The entries follow. Print each one exactly.

Collected data:
_ _ _
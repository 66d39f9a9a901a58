//! Configuration for record ingestion

use serde::{Deserialize, Serialize};

/// Configuration for an ingestion session
#[derive(Debug, Clone, Serialize, Deserialize)]
#[serde(rename_all = "camelCase")]
pub struct InferenceConfig {
    /// Track the maximum observed string length for string-typed fields
    pub track_widths: bool,

    /// Maximum number of records a batch driver will process (0 = all)
    pub sample_size: usize,
}

impl Default for InferenceConfig {
    fn default() -> Self {
        Self {
            track_widths: true,
            sample_size: 0, // All records
        }
    }
}

impl InferenceConfig {
    /// Create a new configuration with defaults
    pub fn new() -> Self {
        Self::default()
    }

    /// Create a builder for custom configuration
    pub fn builder() -> InferenceConfigBuilder {
        InferenceConfigBuilder::default()
    }
}

/// Builder for InferenceConfig
#[derive(Debug, Default)]
pub struct InferenceConfigBuilder {
    config: InferenceConfig,
}

impl InferenceConfigBuilder {
    /// Enable or disable string width tracking
    pub fn track_widths(mut self, track: bool) -> Self {
        self.config.track_widths = track;
        self
    }

    /// Set the sample size (0 = all records)
    pub fn sample_size(mut self, size: usize) -> Self {
        self.config.sample_size = size;
        self
    }

    /// Build the configuration
    pub fn build(self) -> InferenceConfig {
        self.config
    }
}
//! Token classification for raw text values

use serde::{Deserialize, Serialize};

/// Scalar kind observed in a single raw text token
#[derive(Debug, Clone, Copy, PartialEq, Eq, Hash, Serialize, Deserialize)]
#[serde(rename_all = "camelCase")]
pub enum ValueKind {
    /// Optionally-signed integer literal
    Integer,
    /// Floating-point literal (decimal point and/or exponent)
    Real,
    /// Anything else
    String,
}

/// Classify one non-empty raw text token.
///
/// `Integer` iff the token fully parses as an optionally-signed integer
/// literal, `Real` iff it fully parses as a floating-point literal, else
/// `String`. Empty tokens must be skipped by the caller; they carry no type
/// information.
pub fn classify(token: &str) -> ValueKind {
    let bytes = token.as_bytes();
    let mut i = 0;

    if i < bytes.len() && (bytes[i] == b'+' || bytes[i] == b'-') {
        i += 1;
    }

    let mut mantissa_digits = 0;
    while i < bytes.len() && bytes[i].is_ascii_digit() {
        i += 1;
        mantissa_digits += 1;
    }

    let mut has_dot = false;
    if i < bytes.len() && bytes[i] == b'.' {
        has_dot = true;
        i += 1;
        while i < bytes.len() && bytes[i].is_ascii_digit() {
            i += 1;
            mantissa_digits += 1;
        }
    }

    if mantissa_digits == 0 {
        return ValueKind::String;
    }

    let mut has_exponent = false;
    if i < bytes.len() && (bytes[i] == b'e' || bytes[i] == b'E') {
        has_exponent = true;
        i += 1;
        if i < bytes.len() && (bytes[i] == b'+' || bytes[i] == b'-') {
            i += 1;
        }
        let mut exponent_digits = 0;
        while i < bytes.len() && bytes[i].is_ascii_digit() {
            i += 1;
            exponent_digits += 1;
        }
        if exponent_digits == 0 {
            return ValueKind::String;
        }
    }

    if i != bytes.len() {
        return ValueKind::String;
    }

    if has_dot || has_exponent {
        ValueKind::Real
    } else {
        ValueKind::Integer
    }
}

/// Parse an integer token, saturating at the i64 bounds on overflow.
///
/// Only meaningful for tokens that [`classify`] as `Integer`; an overly long
/// digit string still counts as an integer and saturates, which keeps it out
/// of the 32-bit range on the widening path.
pub fn parse_integer(token: &str) -> i64 {
    match token.parse::<i64>() {
        Ok(v) => v,
        Err(_) => {
            if token.starts_with('-') {
                i64::MIN
            } else {
                i64::MAX
            }
        }
    }
}

/// Whether an integer value fits the 32-bit signed range
pub(crate) fn fits_in_i32(value: i64) -> bool {
    i32::try_from(value).is_ok()
}
//! Pairwise type merging for the structured-record path
//!
//! Structured records carry already-typed scalar values, so there is no
//! multi-value promotion and no Boolean state on this path. Any scalar-kind
//! mismatch against an existing field collapses straight to `String`; the
//! finer Integer/Real granularity of the text-attribute lattice is
//! deliberately absent here.

use super::lattice::PropertyType;
use crate::models::ScalarValue;

/// The lattice position a structured scalar value occupies on its own.
///
/// The declared kind is taken at face value: integers observe `Integer`
/// even outside the 32-bit range.
pub fn observed_type(value: &ScalarValue) -> PropertyType {
    match value {
        ScalarValue::Integer(_) => PropertyType::Integer,
        ScalarValue::Real(_) => PropertyType::Real,
        ScalarValue::Text(_) => PropertyType::String,
    }
}

/// Merge an observed scalar type into an existing field type.
///
/// Equal types and string-typed fields are left unchanged; everything else
/// widens to `String`.
pub fn merge_scalar_types(existing: PropertyType, observed: PropertyType) -> PropertyType {
    if existing == observed || existing == PropertyType::String {
        existing
    } else {
        PropertyType::String
    }
}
_ _ _
(Result for this task)
repository 66d39f9a9a901a58
//! Configuration for record ingestion

use serde::{Deserialize, Serialize};

/// Configuration for an ingestion session
#[derive(Debug, Clone, Serialize, Deserialize)]
#[serde(rename_all = "camelCase")]
pub struct InferenceConfig {
    /// Track the maximum observed string length for string-typed fields
    pub track_widths: bool,

    /// Maximum number of records a batch driver will process (0 = all)
    pub sample_size: usize,
}

impl Default for InferenceConfig {
    fn default() -> Self {
        Self {
            track_widths: true,
            sample_size: 0, // All records
        }
    }
}

impl InferenceConfig {
    /// Create a new configuration with defaults
    pub fn new() -> Self {
        Self::default()
    }

    /// Create a builder for custom configuration
    pub fn builder() -> InferenceConfigBuilder {
        InferenceConfigBuilder::default()
    }
}

/// Builder for InferenceConfig
#[derive(Debug, Default)]
pub struct InferenceConfigBuilder {
    config: InferenceConfig,
}

impl InferenceConfigBuilder {
    /// Enable or disable string width tracking
    pub fn track_widths(mut self, track: bool) -> Self {
        self.config.track_widths = track;
        self
    }

    /// Set the sample size (0 = all records)
    pub fn sample_size(mut self, size: usize) -> Self {
        self.config.sample_size = size;
        self
    }

    /// Build the configuration
    pub fn build(self) -> InferenceConfig {
        self.config
    }
}
//! Token classification for raw text values

use serde::{Deserialize, Serialize};

/// Scalar kind observed in a single raw text token
#[derive(Debug, Clone, Copy, PartialEq, Eq, Hash, Serialize, Deserialize)]
#[serde(rename_all = "camelCase")]
pub enum ValueKind {
    /// Optionally-signed integer literal
    Integer,
    /// Floating-point literal (decimal point and/or exponent)
    Real,
    /// Anything else
    String,
}

/// Classify one non-empty raw text token.
///
/// `Integer` iff the token fully parses as an optionally-signed integer
/// literal, `Real` iff it fully parses as a floating-point literal, else
/// `String`. Empty tokens must be skipped by the caller; they carry no type
/// information.
pub fn classify(token: &str) -> ValueKind {
    let bytes = token.as_bytes();
    let mut i = 0;

    if i < bytes.len() && (bytes[i] == b'+' || bytes[i] == b'-') {
        i += 1;
    }

    let mut mantissa_digits = 0;
    while i < bytes.len() && bytes[i].is_ascii_digit() {
        i += 1;
        mantissa_digits += 1;
    }

    let mut has_dot = false;
    if i < bytes.len() && bytes[i] == b'.' {
        has_dot = true;
        i += 1;
        while i < bytes.len() && bytes[i].is_ascii_digit() {
            i += 1;
            mantissa_digits += 1;
        }
    }

    if mantissa_digits == 0 {
        return ValueKind::String;
    }

    let mut has_exponent = false;
    if i < bytes.len() && (bytes[i] == b'e' || bytes[i] == b'E') {
        has_exponent = true;
        i += 1;
        if i < bytes.len() && (bytes[i] == b'+' || bytes[i] == b'-') {
            i += 1;
        }
        let mut exponent_digits = 0;
        while i < bytes.len() && bytes[i].is_ascii_digit() {
            i += 1;
            exponent_digits += 1;
        }
        if exponent_digits == 0 {
            return ValueKind::String;
        }
    }

    if i != bytes.len() {
        return ValueKind::String;
    }

    if has_dot || has_exponent {
        ValueKind::Real
    } else {
        ValueKind::Integer
    }
}

/// Parse an integer token, saturating at the i64 bounds on overflow.
///
/// Only meaningful for tokens that [`classify`] as `Integer`; an overly long
/// digit string still counts as an integer and saturates, which keeps it out
/// of the 32-bit range on the widening path.
pub fn parse_integer(token: &str) -> i64 {
    match token.parse::<i64>() {
        Ok(v) => v,
        Err(_) => {
            if token.starts_with('-') {
                i64::MIN
            } else {
                i64::MAX
            }
        }
    }
}

/// Whether an integer value fits the 32-bit signed range
pub(crate) fn fits_in_i32(value: i64) -> bool {
    i32::try_from(value).is_ok()
}
//! Pairwise type merging for the structured-record path
//!
//! Structured records carry already-typed scalar values, so there is no
//! multi-value promotion and no Boolean state on this path. Any scalar-kind
//! mismatch against an existing field collapses straight to `String`; the
//! finer Integer/Real granularity of the text-attribute lattice is
//! deliberately absent here.

use super::lattice::PropertyType;
use crate::models::ScalarValue;

/// The lattice position a structured scalar value occupies on its own.
///
/// The declared kind is taken at face value: integers observe `Integer`
/// even outside the 32-bit range.
pub fn observed_type(value: &ScalarValue) -> PropertyType {
    match value {
        ScalarValue::Integer(_) => PropertyType::Integer,
        ScalarValue::Real(_) => PropertyType::Real,
        ScalarValue::Text(_) => PropertyType::String,
    }
}

/// Merge an observed scalar type into an existing field type.
///
/// Equal types and string-typed fields are left unchanged; everything else
/// widens to `String`.
pub fn merge_scalar_types(existing: PropertyType, observed: PropertyType) -> PropertyType {
    if existing == observed || existing == PropertyType::String {
        existing
    } else {
        PropertyType::String
    }
}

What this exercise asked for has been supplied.